После этого девушка замолчала и отвернулась от него. Она уставилась в боковое оконце автомобиля, будто впервые видела город, проплывающий за ним.

Федор сделал еще одну попытку заговорить с ней, но она замкнулась в себе, словно он нанес ей смертельную обиду. «Девочка со странностями!» – решил парень и включил радио. Марлен Дитрих пела сентиментальную «Лили Марлен». Они свернули на проспект Мира. Девушка стала пристальней вглядываться в дома, изучая даже верхние этажи. Проспект Мира сплошь был застроен шести-и восьмиэтажными домами сталинского типа, уродливо копируя такой же столичный проспект. Федор заметил, что интерес к этим постройкам у нее неподдельный, и хотел спросить девицу, не живет ли в этих домах кто-нибудь из ее знакомых, но передумал.

Когда «Лили Марлен» в последнем куплете перешла в марш, он вырулил на Западную и тут же сбавил скорость.

– Куда дальше?

– До магазина «Игрушки», – приказала она. Здесь ее интерес к архитектуре полностью улетучился. Она смотрела прямо перед собой остекленевшим, измученным взором.

«Придумывает объяснения своему внешнему виду, – мелькнула у него в голове догадка. – Мать небось уже валидол глотает! Сразу видно, девочка работает без „крыши“, в тайне от семьи. С такой опасно связываться».

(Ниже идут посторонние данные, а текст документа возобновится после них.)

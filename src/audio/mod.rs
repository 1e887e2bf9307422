//! Audio playback started by the countdown
//!
//! The sound is cued paused ahead of time so that firing only has to resume
//! the sink. Real output needs the `audio` feature; without it a stub player
//! logs and does nothing.

#[cfg(feature = "audio")]
mod player;

#[cfg(feature = "audio")]
pub use player::{AudioError, AudioPlayer};

#[cfg(not(feature = "audio"))]
mod stub;

#[cfg(not(feature = "audio"))]
pub use stub::{AudioError, AudioPlayer};

use std::path::PathBuf;

use serde::{Deserialize, Serialize};
use tracing::{debug, error, info, warn};

use crate::countdown::PlaybackTrigger;

/// Sound to play at the target instant
#[derive(Debug, Clone, PartialEq)]
pub enum SoundEffect {
    /// Generated tone by name (alarm, chime, notification, beep)
    Builtin(String),
    /// Audio file on disk
    File(PathBuf),
}

impl Default for SoundEffect {
    fn default() -> Self {
        SoundEffect::Builtin("chime".to_string())
    }
}

impl SoundEffect {
    /// Parse a sound from configuration: a path if it looks like one, a
    /// built-in tone name otherwise
    pub fn from_config(value: &str) -> Self {
        let is_path = value.contains('/')
            || value.contains('\\')
            || [".ogg", ".wav", ".mp3", ".flac", ".m4a"]
                .iter()
                .any(|ext| value.ends_with(ext));

        if is_path {
            SoundEffect::File(PathBuf::from(value))
        } else {
            SoundEffect::Builtin(value.to_string())
        }
    }
}

/// Sound configuration
#[derive(Debug, Clone, Serialize, Deserialize)]
pub struct SoundConfig {
    /// Whether firing produces sound at all
    #[serde(default = "default_sound_enabled")]
    pub enabled: bool,

    /// Built-in tone name or audio file path
    #[serde(default = "default_effect")]
    pub effect: String,

    /// Volume level (0.0 to 1.0)
    #[serde(default = "default_volume")]
    pub volume: f32,

    /// Number of times the sound is queued
    #[serde(default = "default_repeat")]
    pub repeat: u32,
}

fn default_sound_enabled() -> bool {
    true
}

fn default_effect() -> String {
    "chime".to_string()
}

fn default_volume() -> f32 {
    0.8
}

fn default_repeat() -> u32 {
    1
}

impl Default for SoundConfig {
    fn default() -> Self {
        Self {
            enabled: default_sound_enabled(),
            effect: default_effect(),
            volume: default_volume(),
            repeat: default_repeat(),
        }
    }
}

/// Playback trigger that starts a cued sound
pub struct AudioTrigger {
    player: AudioPlayer,
    sound: SoundEffect,
    repeat: u32,
    enabled: bool,
}

impl AudioTrigger {
    /// Build a trigger from configuration and cue the sound
    pub fn new(mut player: AudioPlayer, config: &SoundConfig) -> Self {
        player.set_volume(config.volume);
        let mut trigger = Self {
            player,
            sound: SoundEffect::from_config(&config.effect),
            repeat: config.repeat.max(1),
            enabled: config.enabled,
        };
        trigger.cue();
        trigger
    }

    /// Load the sound paused so the next fire starts it without decoding
    pub fn cue(&mut self) {
        if !self.enabled {
            return;
        }
        if let Err(e) = self.player.cue(&self.sound, self.repeat) {
            warn!(error = %e, sound = ?self.sound, "Failed to cue sound, will load on fire");
        }
    }

    /// Whether playback is still audible
    pub fn is_playing(&self) -> bool {
        self.player.is_playing()
    }

    /// Stop playback
    pub fn stop(&mut self) {
        self.player.stop();
    }

    /// Sound played on fire
    pub fn sound(&self) -> &SoundEffect {
        &self.sound
    }
}

impl PlaybackTrigger for AudioTrigger {
    fn fire(&mut self) {
        if !self.enabled {
            info!("Sound disabled, nothing to play");
            return;
        }
        if self.player.is_playing() {
            debug!("Playback already running");
            return;
        }

        let result = if self.player.is_cued() {
            self.player.play_cued()
        } else {
            self.player.play(&self.sound, self.repeat)
        };

        match result {
            Ok(()) => info!(sound = ?self.sound, "Playback started"),
            Err(e) => error!(error = %e, sound = ?self.sound, "Playback failed"),
        }
    }
}
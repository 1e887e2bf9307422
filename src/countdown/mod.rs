//! Scheduled countdown to an exact playback instant
//!
//! A coarse ticker samples the remaining time for display. Once the
//! remaining time drops inside the arm threshold, a one-shot timer is
//! scheduled for exactly the remaining milliseconds, and that shot starts
//! playback. Every sample is derived from `target - now`, so tick jitter
//! never accumulates.
//!
//! All state lives on one event loop. Timer callbacks arrive as
//! [`TimerEvent`]s tagged with their session, and every handler checks the
//! current phase and session before acting.

mod display;
mod target;

pub use display::{display_string, RemainingDisplay};
pub use target::{parse_target, parse_target_millis};

use std::mem;
use std::time::Duration;

use serde::{Deserialize, Serialize};
use tracing::{debug, error, info, trace, warn};

use crate::clock::{Clock, EpochMillis};
use crate::error::{CountdownError, CountdownResult};
use crate::metrics::SessionMetrics;
use crate::timer::{OneShotTimer, SessionId, Ticker, TimerEvent};

/// Sampling cadence of the countdown ticker
pub const DEFAULT_TICK_INTERVAL: Duration = Duration::from_millis(1_000);

/// Remaining time below which the precise one-shot is armed
pub const DEFAULT_ARM_THRESHOLD: Duration = Duration::from_millis(10_000);

/// Action started at the target instant
pub trait PlaybackTrigger {
    /// Start playback. Called at most once per session.
    fn fire(&mut self);
}

impl<F: FnMut()> PlaybackTrigger for F {
    fn fire(&mut self) {
        self()
    }
}

/// What `start()` does with a target that is not in the future
#[derive(Debug, Clone, Copy, PartialEq, Eq, Default, Serialize, Deserialize)]
#[serde(rename_all = "lowercase")]
pub enum LateStartPolicy {
    /// Refuse with [`CountdownError::PastTarget`] and leave everything as is
    #[default]
    Refuse,
    /// Fire playback right away without scheduling any timer
    #[serde(rename = "fire")]
    FireImmediately,
}

/// Countdown tuning
#[derive(Debug, Clone, Copy, PartialEq, Eq)]
pub struct CountdownSettings {
    /// Sampling cadence of the ticker
    pub tick_interval: Duration,
    /// Remaining time below which the one-shot is armed
    pub arm_threshold: Duration,
    /// Handling of targets that are not in the future
    pub late_start: LateStartPolicy,
}

impl Default for CountdownSettings {
    fn default() -> Self {
        Self {
            tick_interval: DEFAULT_TICK_INTERVAL,
            arm_threshold: DEFAULT_ARM_THRESHOLD,
            late_start: LateStartPolicy::default(),
        }
    }
}

/// Lifecycle phase of the countdown
#[derive(Debug, Clone, Copy, PartialEq, Eq)]
pub enum Phase {
    /// No session
    Idle,
    /// Ticker running, one-shot not yet armed
    Counting,
    /// One-shot scheduled for the target instant
    ArmedForFire,
    /// Playback started; terminal until reset
    Fired,
    /// Session cancelled before firing
    Cancelled,
}

impl Phase {
    /// Whether a session with timers is running
    pub fn is_live(&self) -> bool {
        matches!(self, Phase::Counting | Phase::ArmedForFire)
    }
}

/// Notification sent to observers after every state change or sample
#[derive(Debug, Clone, Copy, PartialEq, Eq)]
pub struct CountdownUpdate {
    /// Session the update belongs to
    pub session: Option<SessionId>,
    /// Phase after the change
    pub phase: Phase,
    /// Remaining time at the last sample, `Some(0)` once fired
    pub remaining_millis: Option<i64>,
}

impl CountdownUpdate {
    /// Display projection of the remaining time
    pub fn display(&self) -> Option<RemainingDisplay> {
        RemainingDisplay::from_millis(self.remaining_millis)
    }
}

#[derive(Debug, Clone, Copy)]
struct Session {
    id: SessionId,
    target: EpochMillis,
    remaining_millis: Option<i64>,
}

impl Session {
    fn new(id: SessionId, target: EpochMillis) -> Self {
        Self {
            id,
            target,
            remaining_millis: None,
        }
    }
}

// Handles exist only in the phases that own them.
enum State<Tk, Os> {
    Idle,
    Counting {
        session: Session,
        ticker: Tk,
    },
    ArmedForFire {
        session: Session,
        ticker: Tk,
        one_shot: Os,
    },
    Fired {
        session: Session,
    },
    Cancelled,
}

impl<Tk, Os> State<Tk, Os> {
    fn phase(&self) -> Phase {
        match self {
            State::Idle => Phase::Idle,
            State::Counting { .. } => Phase::Counting,
            State::ArmedForFire { .. } => Phase::ArmedForFire,
            State::Fired { .. } => Phase::Fired,
            State::Cancelled => Phase::Cancelled,
        }
    }

    fn session(&self) -> Option<&Session> {
        match self {
            State::Counting { session, .. }
            | State::ArmedForFire { session, .. }
            | State::Fired { session } => Some(session),
            State::Idle | State::Cancelled => None,
        }
    }
}

type StateOf<T> = State<<T as Ticker>::Handle, <T as OneShotTimer>::Handle>;

type Listener = Box<dyn FnMut(&CountdownUpdate)>;

/// Countdown that starts playback at one target instant at a time
pub struct ScheduledCountdown<C, T, P>
where
    T: Ticker + OneShotTimer,
{
    clock: C,
    timers: T,
    trigger: P,
    settings: CountdownSettings,
    state: StateOf<T>,
    last_session: SessionId,
    listeners: Vec<Listener>,
    metrics: SessionMetrics,
}

impl<C, T, P> ScheduledCountdown<C, T, P>
where
    T: Ticker + OneShotTimer,
{
    // Moves to Idle, releasing whatever the previous phase owned.
    fn release_handles(&mut self) -> Option<Session> {
        match mem::replace(&mut self.state, State::Idle) {
            State::Counting { session, ticker } => {
                self.timers.cancel_repeating(ticker);
                Some(session)
            }
            State::ArmedForFire {
                session,
                ticker,
                one_shot,
            } => {
                self.timers.cancel_repeating(ticker);
                self.timers.cancel_once(one_shot);
                Some(session)
            }
            State::Fired { session } => Some(session),
            State::Idle | State::Cancelled => None,
        }
    }
}
//! Timer abstractions driving the countdown
//!
//! A countdown never runs code from inside a timer. Each scheduled timer
//! carries a [`TimerEvent`] that the event loop hands back to the owner when
//! the timer expires. Handles are owned resources: dropping one releases the
//! timer, and a released timer never delivers its event.

mod event_loop;

pub use event_loop::{LoopTimer, LoopTimers};

use std::fmt;
use std::time::Duration;

use crate::error::TimerError;

/// Identifies one countdown session
///
/// Events tagged with an older session are stale and ignored.
#[derive(Debug, Clone, Copy, PartialEq, Eq, Hash, PartialOrd, Ord)]
pub struct SessionId(u64);

impl SessionId {
    /// Wrap a raw session number
    pub const fn new(raw: u64) -> Self {
        Self(raw)
    }

    /// Raw session number
    pub const fn get(self) -> u64 {
        self.0
    }

    /// The session started after this one
    pub const fn next(self) -> Self {
        Self(self.0 + 1)
    }
}

impl fmt::Display for SessionId {
    fn fmt(&self, f: &mut fmt::Formatter<'_>) -> fmt::Result {
        write!(f, "#{}", self.0)
    }
}

/// Event delivered when a timer expires
#[derive(Debug, Clone, Copy, PartialEq, Eq)]
pub enum TimerEvent {
    /// Periodic sample of the remaining time
    Tick(SessionId),
    /// The precise one-shot reached the target instant
    Fire(SessionId),
}

impl TimerEvent {
    /// Session the event belongs to
    pub fn session(&self) -> SessionId {
        match self {
            TimerEvent::Tick(id) | TimerEvent::Fire(id) => *id,
        }
    }
}

/// Repeating timer source
pub trait Ticker {
    /// Owned registration; dropping it stops the ticker
    type Handle;

    /// Deliver `event` every `interval` until the handle is released
    fn schedule_repeating(
        &mut self,
        interval: Duration,
        event: TimerEvent,
    ) -> Result<Self::Handle, TimerError>;

    /// Release a repeating timer
    fn cancel_repeating(&mut self, handle: Self::Handle) {
        drop(handle);
    }
}

/// Delayed single-shot timer source
pub trait OneShotTimer {
    /// Owned registration; dropping it cancels the pending shot
    type Handle;

    /// Deliver `event` once after `delay` unless the handle is released first
    fn schedule_once(
        &mut self,
        delay: Duration,
        event: TimerEvent,
    ) -> Result<Self::Handle, TimerError>;

    /// Release a one-shot timer, fired or not
    fn cancel_once(&mut self, handle: Self::Handle) {
        drop(handle);
    }
}
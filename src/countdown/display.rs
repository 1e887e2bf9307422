//! Minutes/seconds projection of the remaining time

use std::fmt;

/// Remaining time split for display as `Xm YYs`
#[derive(Debug, Clone, Copy, PartialEq, Eq)]
pub struct RemainingDisplay {
    minutes: i64,
    seconds: i64,
}

impl RemainingDisplay {
    /// Project a remaining duration; unknown or negative values have no display
    pub fn from_millis(remaining_millis: Option<i64>) -> Option<Self> {
        let millis = remaining_millis.filter(|ms| *ms >= 0)?;
        Some(Self {
            minutes: millis / 60_000,
            seconds: (millis / 1_000) % 60,
        })
    }

    /// Whole minutes remaining
    pub fn minutes(&self) -> i64 {
        self.minutes
    }

    /// Seconds past the whole minutes
    pub fn seconds(&self) -> i64 {
        self.seconds
    }

    /// Minutes as shown (no padding)
    pub fn minutes_text(&self) -> String {
        self.minutes.to_string()
    }

    /// Seconds zero-padded to two digits
    pub fn seconds_text(&self) -> String {
        format!("{:02}", self.seconds)
    }
}

impl fmt::Display for RemainingDisplay {
    fn fmt(&self, f: &mut fmt::Formatter<'_>) -> fmt::Result {
        write!(f, "{}m {:02}s", self.minutes, self.seconds)
    }
}

/// Display string for a remaining duration, blank when there is nothing to show
pub fn display_string(remaining_millis: Option<i64>) -> String {
    RemainingDisplay::from_millis(remaining_millis)
        .map(|d| d.to_string())
        .unwrap_or_default()
}

#[cfg(test)]
mod tests {
    use super::*;

    #[test]
    fn test_minutes_and_padded_seconds() {
        let display = RemainingDisplay::from_millis(Some(125_000)).unwrap();
        assert_eq!(display.minutes_text(), "2");
        assert_eq!(display.seconds_text(), "05");
        assert_eq!(display.to_string(), "2m 05s");
    }

    #[test]
    fn test_partial_seconds_floor() {
        let display = RemainingDisplay::from_millis(Some(59_999)).unwrap();
        assert_eq!(display.minutes(), 0);
        assert_eq!(display.seconds(), 59);

        let display = RemainingDisplay::from_millis(Some(999)).unwrap();
        assert_eq!(display.to_string(), "0m 00s");
    }

    #[test]
    fn test_long_countdowns_keep_counting_minutes() {
        let display = RemainingDisplay::from_millis(Some(3 * 3_600_000 + 61_000)).unwrap();
        assert_eq!(display.minutes(), 181);
        assert_eq!(display.seconds(), 1);
    }

    #[test]
    fn test_blank_for_unknown_or_negative() {
        assert_eq!(RemainingDisplay::from_millis(None), None);
        assert_eq!(RemainingDisplay::from_millis(Some(-50)), None);
        assert_eq!(display_string(None), "");
        assert_eq!(display_string(Some(-50)), "");
        assert_eq!(display_string(Some(0)), "0m 00s");
    }
}
//! Time authority offset probe
//!
//! Queries an external time service once and reports how far the local clock
//! is behind it. The request runs on a worker thread with its own tokio
//! runtime; the result comes back through a calloop channel so the event loop
//! never blocks on the network.

use std::thread;
use std::time::Duration;

use calloop::channel::{sync_channel, Channel, SyncSender};
use chrono::DateTime;
use reqwest::StatusCode;
use tracing::{debug, error, info, warn};

use crate::clock::{Clock, EpochMillis, SystemClock};
use crate::error::{ProbeError, ProbeResult};

/// Public time service returning `utc_datetime`
pub const DEFAULT_TIME_URL: &str = "https://worldtimeapi.org/api/timezone/UTC";

/// Observable probe state
#[derive(Debug, Clone, Default, PartialEq, Eq)]
pub struct ProbeState {
    /// Authoritative time minus local time, from the last successful probe
    pub offset_millis: i64,
    /// A request is in flight
    pub loading: bool,
    /// Message from the last failed probe
    pub error: Option<String>,
}

/// Tracks the outcome of offset probes
#[derive(Debug, Default)]
pub struct TimeOffsetProbe {
    state: ProbeState,
}

impl TimeOffsetProbe {
    /// Probe with zero offset and nothing in flight
    pub fn new() -> Self {
        Self::default()
    }

    /// Mark a request as started and clear the previous error
    pub fn begin(&mut self) {
        self.state.loading = true;
        self.state.error = None;
    }

    /// Record a probe result; failures keep the previous offset
    pub fn finish(&mut self, result: ProbeResult<i64>) {
        match result {
            Ok(offset) => {
                info!(offset_ms = offset, "Clock offset measured");
                self.state.offset_millis = offset;
            }
            Err(e) => {
                warn!(error = %e, "Clock offset probe failed");
                self.state.error = Some(e.to_string());
            }
        }
        self.state.loading = false;
    }

    /// Current probe state
    pub fn state(&self) -> &ProbeState {
        &self.state
    }

    /// Offset from the last successful probe
    pub fn offset_millis(&self) -> i64 {
        self.state.offset_millis
    }
}

/// Offset implied by a time service response body
pub fn offset_from_body(body: &serde_json::Value, local_now: EpochMillis) -> ProbeResult<i64> {
    let utc_datetime = body
        .get("utc_datetime")
        .and_then(|v| v.as_str())
        .ok_or_else(|| ProbeError::InvalidResponse("missing utc_datetime".to_string()))?;

    let server = DateTime::parse_from_rfc3339(utc_datetime).map_err(|e| {
        ProbeError::InvalidResponse(format!("bad utc_datetime '{}': {}", utc_datetime, e))
    })?;

    Ok(server.timestamp_millis() - local_now)
}

/// Query `url` once and compute the offset against `clock`
///
/// Local time is read before the request is sent, so the offset includes
/// the request latency.
pub async fn query_offset<C: Clock>(
    client: &reqwest::Client,
    url: &str,
    clock: &C,
) -> ProbeResult<i64> {
    let local_now = clock.now_millis();

    debug!(url = %url, "Sending time authority request");
    let response = client.get(url).send().await?;

    let status = response.status();
    if status != StatusCode::OK {
        warn!(status = %status, "Time authority returned error status");
        return Err(ProbeError::RequestFailed(status.as_u16()));
    }

    let body: serde_json::Value = response.json().await?;
    offset_from_body(&body, local_now)
}

/// Runs offset probes off the event loop
pub struct OffsetService {
    sender: SyncSender<ProbeResult<i64>>,
    /// Receives probe results; insert into the event loop
    pub channel: Channel<ProbeResult<i64>>,
}

impl OffsetService {
    /// Create a new service with channel for result communication
    pub fn new() -> Self {
        let (sender, channel) = sync_channel(1);
        Self { sender, channel }
    }

    /// Probe `url` once on a background thread
    pub fn start_probe(&self, url: String, timeout: Duration) {
        let sender = self.sender.clone();

        info!(url = %url, timeout_secs = timeout.as_secs(), "Starting clock offset probe");

        thread::spawn(move || {
            let result = probe_blocking(&url, timeout);
            if sender.send(result).is_err() {
                error!("Offset channel disconnected, dropping probe result");
            }
        });
    }
}

impl Default for OffsetService {
    fn default() -> Self {
        Self::new()
    }
}

fn probe_blocking(url: &str, timeout: Duration) -> ProbeResult<i64> {
    let rt = tokio::runtime::Builder::new_current_thread()
        .enable_all()
        .build()
        .map_err(|e| ProbeError::Transport(format!("Failed to create async runtime: {}", e)))?;

    let client = reqwest::Client::builder().timeout(timeout).build()?;
    rt.block_on(query_offset(&client, url, &SystemClock))
}

#[cfg(test)]
mod tests {
    use super::*;
    use serde_json::json;

    #[test]
    fn test_offset_from_body() {
        // 2025-01-01T00:00:01.500Z
        let body = json!({ "utc_datetime": "2025-01-01T00:00:01.500000+00:00" });
        let local = 1_735_689_600_000;
        assert_eq!(offset_from_body(&body, local), Ok(1_500));
    }

    #[test]
    fn test_offset_can_be_negative() {
        let body = json!({ "utc_datetime": "2025-01-01T00:00:00Z" });
        assert_eq!(offset_from_body(&body, 1_735_689_600_250), Ok(-250));
    }

    #[test]
    fn test_missing_or_non_string_field() {
        for body in [json!({}), json!({ "utc_datetime": 17 }), json!([1, 2])] {
            assert!(matches!(
                offset_from_body(&body, 0),
                Err(ProbeError::InvalidResponse(_))
            ));
        }
    }

    #[test]
    fn test_unparseable_timestamp() {
        let body = json!({ "utc_datetime": "not-a-date" });
        assert!(matches!(
            offset_from_body(&body, 0),
            Err(ProbeError::InvalidResponse(_))
        ));
    }

    #[test]
    fn test_probe_state_transitions() {
        let mut probe = TimeOffsetProbe::new();
        probe.begin();
        assert!(probe.state().loading);

        probe.finish(Ok(320));
        assert_eq!(
            probe.state(),
            &ProbeState {
                offset_millis: 320,
                loading: false,
                error: None,
            }
        );

        probe.begin();
        probe.finish(Err(ProbeError::RequestFailed(503)));
        assert_eq!(probe.offset_millis(), 320);
        assert!(!probe.state().loading);
        assert_eq!(probe.state().error.as_deref(), Some("request failed (HTTP 503)"));

        probe.begin();
        assert_eq!(probe.state().error, None);
    }

    #[test]
    fn test_offset_service_creation() {
        let service = OffsetService::new();
        drop(service);
    }
}
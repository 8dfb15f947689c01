use crate::{AppState, handlers};
use axum::{
    Router,
    routing::{get, post},
};

/// Authenticated Router Module
///
/// Every route here sits behind the `AuthUser` route layer; anonymous requests are redirected
/// to the login page. Handlers on `/events/{id}/...` (detail, update, delete) additionally
/// enforce that the caller is the event's organizer.
pub fn authenticated_routes() -> Router<AppState> {
    Router::<AppState>::new()
        // --- Organizer views ---
        // GET /events/
        // Events organized by the caller, ordered by date and time.
        .route("/events/", get(handlers::list_own_events))
        // GET/POST /events/create/
        // Form defaults / create. Organizer is always the caller.
        .route(
            "/events/create/",
            get(handlers::event_create_form).post(handlers::create_event),
        )
        // GET /events/{id}/
        // Organizer-only detail.
        .route("/events/{id}/", get(handlers::get_event_detail))
        // GET/POST /events/{id}/update/
        .route(
            "/events/{id}/update/",
            get(handlers::event_update_form).post(handlers::update_event),
        )
        // GET/POST /events/{id}/delete/
        // Deleting cascades to the volunteer roster and likes.
        .route(
            "/events/{id}/delete/",
            get(handlers::event_delete_confirm).post(handlers::delete_event),
        )
        // --- Volunteer roster ---
        // POST /events/{id}/add_volunteer/?next=...
        .route(
            "/events/{id}/add_volunteer/",
            post(handlers::add_volunteer),
        )
        // POST /events/{id}/withdraw_volunteer/?next=...
        .route(
            "/events/{id}/withdraw_volunteer/",
            post(handlers::withdraw_volunteer),
        )
        // GET /my-events/
        // Events the caller has joined.
        .route("/my-events/", get(handlers::list_volunteering_events))
        // --- Browsing & likes ---
        // GET /all-events/
        // Every event plus the ids the caller has liked.
        .route("/all-events/", get(handlers::list_all_events))
        // GET /all-events/{id}/
        // Detail view for any logged-in user.
        .route("/all-events/{id}/", get(handlers::get_public_event_detail))
        // POST /like/{id}/ and /unlike/{id}/
        .route("/like/{id}/", post(handlers::like_event))
        .route("/unlike/{id}/", post(handlers::unlike_event))
}
use axum::{
    Router,
    extract::{FromRef, Request},
    http::HeaderName,
    middleware::{self, Next},
    response::Response,
};
use utoipa::OpenApi;
use utoipa_swagger_ui::SwaggerUi;

use tower::ServiceBuilder;
use tower_http::{
    cors::{Any, CorsLayer},
    request_id::{MakeRequestUuid, PropagateRequestIdLayer, SetRequestIdLayer},
    trace::{DefaultOnResponse, TraceLayer},
};
use tracing::{Level, Span};

// --- Module Structure ---

pub mod auth;
pub mod config;
pub mod error;
pub mod forms;
pub mod handlers;
pub mod models;
pub mod repository;

// Routing split by access level (public, authenticated).
pub mod routes;
use auth::AuthUser;
use routes::{authenticated, public};

// --- Public Re-exports ---

pub use config::AppConfig;
pub use error::AppError;
pub use repository::{InMemoryRepository, PostgresRepository, RepositoryState};

/// ApiDoc
///
/// OpenAPI document for every handler and schema, served at `/api-docs/openapi.json` and
/// browsable through Swagger UI at `/swagger-ui`.
#[derive(OpenApi)]
#[openapi(
    paths(
        handlers::home, handlers::list_own_events, handlers::get_event_detail,
        handlers::event_create_form, handlers::create_event, handlers::event_update_form,
        handlers::update_event, handlers::event_delete_confirm, handlers::delete_event,
        handlers::add_volunteer, handlers::withdraw_volunteer, handlers::list_volunteering_events,
        handlers::list_all_events, handlers::get_public_event_detail, handlers::like_event,
        handlers::unlike_event, handlers::signup_form, handlers::signup, handlers::login_form,
        handlers::login, handlers::logout
    ),
    components(
        schemas(
            models::User, models::Event, models::Like, models::AllEventsResponse, models::HomePage,
            models::AccountFormPage,
            forms::EventForm, forms::EventFormDefaults, forms::SignupForm, forms::LoginForm,
            forms::FieldErrors, error::ErrorResponse, error::ErrorBody,
        )
    ),
    tags(
        (name = "volunteer-hub", description = "Volunteering events: organize, join and like")
    )
)]
struct ApiDoc;

/// AppState
///
/// Shared, cheaply clonable container for the persistence layer and the configuration.
#[derive(Clone)]
pub struct AppState {
    /// Repository layer (Postgres in production, in-memory in tests).
    pub repo: RepositoryState,
    /// The loaded, immutable environment configuration.
    pub config: AppConfig,
}

impl AppState {
    pub fn new(repo: RepositoryState, config: AppConfig) -> Self {
        Self { repo, config }
    }
}

// --- Axum FromRef Extractor Implementations ---

impl FromRef<AppState> for RepositoryState {
    fn from_ref(app_state: &AppState) -> RepositoryState {
        app_state.repo.clone()
    }
}

impl FromRef<AppState> for AppConfig {
    fn from_ref(app_state: &AppState) -> AppConfig {
        app_state.config.clone()
    }
}

/// auth_middleware
///
/// Route layer for `authenticated_routes`. Extracting `AuthUser` is the whole check: a
/// failed extraction short-circuits with a redirect to the login page before the handler runs.
async fn auth_middleware(_auth_user: AuthUser, request: Request, next: Next) -> Response {
    next.run(request).await
}

/// create_router
///
/// Assembles the routing structure, applies the auth route layer and the observability
/// stack, and registers the application state.
pub fn create_router(state: AppState) -> Router {
    let cors = CorsLayer::new()
        .allow_methods(Any)
        .allow_origin(Any)
        .allow_headers(Any);

    let x_request_id = HeaderName::from_static("x-request-id");

    let base_router = Router::new()
        .merge(SwaggerUi::new("/swagger-ui").url("/api-docs/openapi.json", ApiDoc::openapi()))
        .merge(public::public_routes())
        .merge(
            authenticated::authenticated_routes().route_layer(middleware::from_fn_with_state(
                state.clone(),
                auth_middleware,
            )),
        )
        .with_state(state);

    base_router
        .layer(
            ServiceBuilder::new()
                // Generate an x-request-id for every request...
                .layer(SetRequestIdLayer::new(x_request_id.clone(), MakeRequestUuid))
                // ...record it on the request span...
                .layer(
                    TraceLayer::new_for_http()
                        .make_span_with(trace_span_logger)
                        .on_response(
                            DefaultOnResponse::new()
                                .level(Level::INFO)
                                .latency_unit(tower_http::LatencyUnit::Millis),
                        ),
                )
                // ...and echo it back to the client.
                .layer(PropagateRequestIdLayer::new(x_request_id)),
        )
        .layer(cors)
}

/// trace_span_logger
///
/// Span factory for `TraceLayer`: method, URI and the request id, so every log line of one
/// request can be correlated.
fn trace_span_logger(request: &axum::http::Request<axum::body::Body>) -> Span {
    let request_id = request
        .headers()
        .get("x-request-id")
        .and_then(|value| value.to_str().ok())
        .unwrap_or("unknown");

    tracing::info_span!(
        "http_request",
        method = ?request.method(),
        uri = ?request.uri(),
        req_id = %request_id,
    )
}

– Может, оставишь телефончик? – попросил он, остановив машину рядом с магазином «Игрушки».

– Обойдешься! – грубо ответила она и уже собиралась выйти, но Федор сильно сжал ее руку выше локтя.

– А как все-таки звали того парня, которому помешали тебя как следует отделать?

– Отцепись! – процедила сквозь зубы девица и почти по слогам добавила:

– У меня плохая память на имена.

– А свое имя помнишь? Мы ведь, кажется, не познакомились? – Он ухмыльнулся, пытаясь изобразить эдакого заматеревшего в любовных баталиях самца, но сыграл плохо. Может, оттого, что так замечательно играла партнерша?

Она тут же заметила фальшь в его интонации, и черты ее смягчились.

– Предположим, меня зовут Алиса. Что дальше? – При этом она наградила его улыбкой повелительницы. Он растерялся и, заикаясь, произнес:

– Очень приятно. А меня…

– Я могу теперь идти? – перебила Алиса, высвободив руку. Не дожидаясь ответа, она вышла, грохнула дверцей и, бросив на прощание вальяжное:

– Пока, дружок! – быстрой походкой засеменила в прилегающий к магазину двор.

Федор остался сидеть на месте совершенно подавленный и только бубнил себе под нос:

– Шлюха! Грязная шлюха!

Он даже не мог объяснить себе, что его так разгневало. Ее бесцеремонность, недоступность, неблагодарность или же все это вместе?